What you need to do ->
The line containing "use crate::workflows::validation::ValidationError;" marks the end: output every line of the data up to it, and that line too, exactly as written.

Record set ->
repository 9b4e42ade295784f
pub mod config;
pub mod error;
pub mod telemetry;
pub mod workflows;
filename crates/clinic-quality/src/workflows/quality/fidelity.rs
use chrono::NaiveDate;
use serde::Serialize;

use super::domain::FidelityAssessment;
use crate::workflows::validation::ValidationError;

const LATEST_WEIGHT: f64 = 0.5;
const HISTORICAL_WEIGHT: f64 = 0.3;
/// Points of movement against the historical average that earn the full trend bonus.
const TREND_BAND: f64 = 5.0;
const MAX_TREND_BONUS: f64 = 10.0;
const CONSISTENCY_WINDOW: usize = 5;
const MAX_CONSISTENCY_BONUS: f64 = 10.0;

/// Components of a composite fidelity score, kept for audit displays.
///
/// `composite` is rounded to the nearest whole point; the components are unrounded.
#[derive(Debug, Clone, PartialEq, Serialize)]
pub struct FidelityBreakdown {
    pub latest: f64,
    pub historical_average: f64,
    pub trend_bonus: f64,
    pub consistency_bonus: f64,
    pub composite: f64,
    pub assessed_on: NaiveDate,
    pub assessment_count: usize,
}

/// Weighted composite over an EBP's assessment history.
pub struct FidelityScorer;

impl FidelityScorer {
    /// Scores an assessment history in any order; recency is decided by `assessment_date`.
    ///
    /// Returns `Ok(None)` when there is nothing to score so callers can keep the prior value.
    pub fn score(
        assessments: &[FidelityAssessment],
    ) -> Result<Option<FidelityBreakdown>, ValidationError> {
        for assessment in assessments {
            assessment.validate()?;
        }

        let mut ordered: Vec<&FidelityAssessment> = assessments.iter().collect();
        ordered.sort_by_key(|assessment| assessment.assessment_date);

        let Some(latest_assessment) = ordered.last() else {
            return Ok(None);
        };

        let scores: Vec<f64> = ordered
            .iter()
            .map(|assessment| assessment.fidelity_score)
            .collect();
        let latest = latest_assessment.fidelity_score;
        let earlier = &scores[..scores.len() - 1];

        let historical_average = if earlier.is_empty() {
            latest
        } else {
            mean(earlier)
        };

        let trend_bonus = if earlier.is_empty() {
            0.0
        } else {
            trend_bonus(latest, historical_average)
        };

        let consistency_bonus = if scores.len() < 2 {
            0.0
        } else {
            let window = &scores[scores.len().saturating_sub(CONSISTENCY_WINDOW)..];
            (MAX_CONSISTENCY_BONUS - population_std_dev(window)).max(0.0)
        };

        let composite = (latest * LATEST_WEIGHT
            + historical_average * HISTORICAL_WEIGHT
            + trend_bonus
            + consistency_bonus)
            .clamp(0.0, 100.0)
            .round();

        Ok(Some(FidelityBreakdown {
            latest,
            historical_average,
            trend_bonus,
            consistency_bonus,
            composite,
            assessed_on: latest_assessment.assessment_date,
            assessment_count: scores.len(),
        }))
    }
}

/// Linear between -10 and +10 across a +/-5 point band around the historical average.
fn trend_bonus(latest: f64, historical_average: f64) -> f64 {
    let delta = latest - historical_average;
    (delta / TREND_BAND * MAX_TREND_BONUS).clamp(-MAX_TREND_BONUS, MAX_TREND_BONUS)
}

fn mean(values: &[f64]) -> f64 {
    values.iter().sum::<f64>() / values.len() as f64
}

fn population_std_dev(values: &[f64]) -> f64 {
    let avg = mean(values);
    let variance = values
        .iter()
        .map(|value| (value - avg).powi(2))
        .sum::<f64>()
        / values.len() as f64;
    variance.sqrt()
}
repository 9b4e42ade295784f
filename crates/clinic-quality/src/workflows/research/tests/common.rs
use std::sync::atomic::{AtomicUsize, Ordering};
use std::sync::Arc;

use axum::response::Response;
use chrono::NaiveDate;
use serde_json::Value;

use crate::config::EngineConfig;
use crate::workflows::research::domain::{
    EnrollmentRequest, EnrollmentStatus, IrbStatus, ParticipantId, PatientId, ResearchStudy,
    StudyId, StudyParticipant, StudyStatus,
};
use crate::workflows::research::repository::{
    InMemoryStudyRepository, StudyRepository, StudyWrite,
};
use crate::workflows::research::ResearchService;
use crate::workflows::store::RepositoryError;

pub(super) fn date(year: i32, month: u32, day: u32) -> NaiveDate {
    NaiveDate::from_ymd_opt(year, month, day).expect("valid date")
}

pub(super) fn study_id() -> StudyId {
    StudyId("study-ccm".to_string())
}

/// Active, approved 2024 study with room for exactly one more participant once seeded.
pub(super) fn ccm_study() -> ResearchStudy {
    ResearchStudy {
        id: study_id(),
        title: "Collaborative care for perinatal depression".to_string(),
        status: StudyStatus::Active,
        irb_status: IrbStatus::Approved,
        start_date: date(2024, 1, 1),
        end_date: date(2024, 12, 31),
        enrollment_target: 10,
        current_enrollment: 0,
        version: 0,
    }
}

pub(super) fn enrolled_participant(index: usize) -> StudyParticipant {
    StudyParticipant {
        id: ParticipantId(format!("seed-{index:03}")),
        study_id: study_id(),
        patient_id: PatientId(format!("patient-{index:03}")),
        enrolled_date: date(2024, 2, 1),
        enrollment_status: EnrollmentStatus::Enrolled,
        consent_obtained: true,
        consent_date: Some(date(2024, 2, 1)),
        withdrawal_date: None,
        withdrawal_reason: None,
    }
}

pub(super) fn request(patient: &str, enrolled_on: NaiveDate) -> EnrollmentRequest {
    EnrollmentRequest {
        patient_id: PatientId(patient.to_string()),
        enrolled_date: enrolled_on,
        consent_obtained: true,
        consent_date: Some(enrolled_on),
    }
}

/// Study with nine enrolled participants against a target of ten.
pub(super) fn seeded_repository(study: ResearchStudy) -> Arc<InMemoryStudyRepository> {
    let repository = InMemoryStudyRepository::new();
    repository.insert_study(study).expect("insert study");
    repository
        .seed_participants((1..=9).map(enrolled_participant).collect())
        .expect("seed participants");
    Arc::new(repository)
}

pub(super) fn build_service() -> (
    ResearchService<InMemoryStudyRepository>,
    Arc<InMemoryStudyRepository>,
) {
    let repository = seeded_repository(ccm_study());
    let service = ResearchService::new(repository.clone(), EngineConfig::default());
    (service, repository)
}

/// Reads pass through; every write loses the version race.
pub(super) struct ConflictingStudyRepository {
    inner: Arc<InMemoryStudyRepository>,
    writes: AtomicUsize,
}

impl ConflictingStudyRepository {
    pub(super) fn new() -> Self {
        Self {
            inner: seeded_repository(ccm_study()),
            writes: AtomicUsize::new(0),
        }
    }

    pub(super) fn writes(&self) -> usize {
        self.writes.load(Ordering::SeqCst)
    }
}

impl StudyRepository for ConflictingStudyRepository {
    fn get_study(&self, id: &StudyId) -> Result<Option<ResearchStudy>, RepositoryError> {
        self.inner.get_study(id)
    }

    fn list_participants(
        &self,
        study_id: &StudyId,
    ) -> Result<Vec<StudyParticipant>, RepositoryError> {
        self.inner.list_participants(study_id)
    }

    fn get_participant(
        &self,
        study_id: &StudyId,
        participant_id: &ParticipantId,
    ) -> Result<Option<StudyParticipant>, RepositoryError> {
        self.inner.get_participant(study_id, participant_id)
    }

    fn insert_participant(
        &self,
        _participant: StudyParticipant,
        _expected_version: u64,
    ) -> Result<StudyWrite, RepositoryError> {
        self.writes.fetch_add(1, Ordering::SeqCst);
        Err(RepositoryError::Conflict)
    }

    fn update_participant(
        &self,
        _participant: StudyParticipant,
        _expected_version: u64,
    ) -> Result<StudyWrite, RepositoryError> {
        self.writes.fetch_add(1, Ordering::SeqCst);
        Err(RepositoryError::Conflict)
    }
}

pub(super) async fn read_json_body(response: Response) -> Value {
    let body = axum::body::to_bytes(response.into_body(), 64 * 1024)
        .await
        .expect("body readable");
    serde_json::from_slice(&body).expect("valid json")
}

Exercise answer ->
repository 9b4e42ade295784f
pub mod config;
pub mod error;
pub mod telemetry;
pub mod workflows;
filename crates/clinic-quality/src/workflows/quality/fidelity.rs
use chrono::NaiveDate;
use serde::Serialize;

use super::domain::FidelityAssessment;
use crate::workflows::validation::ValidationError;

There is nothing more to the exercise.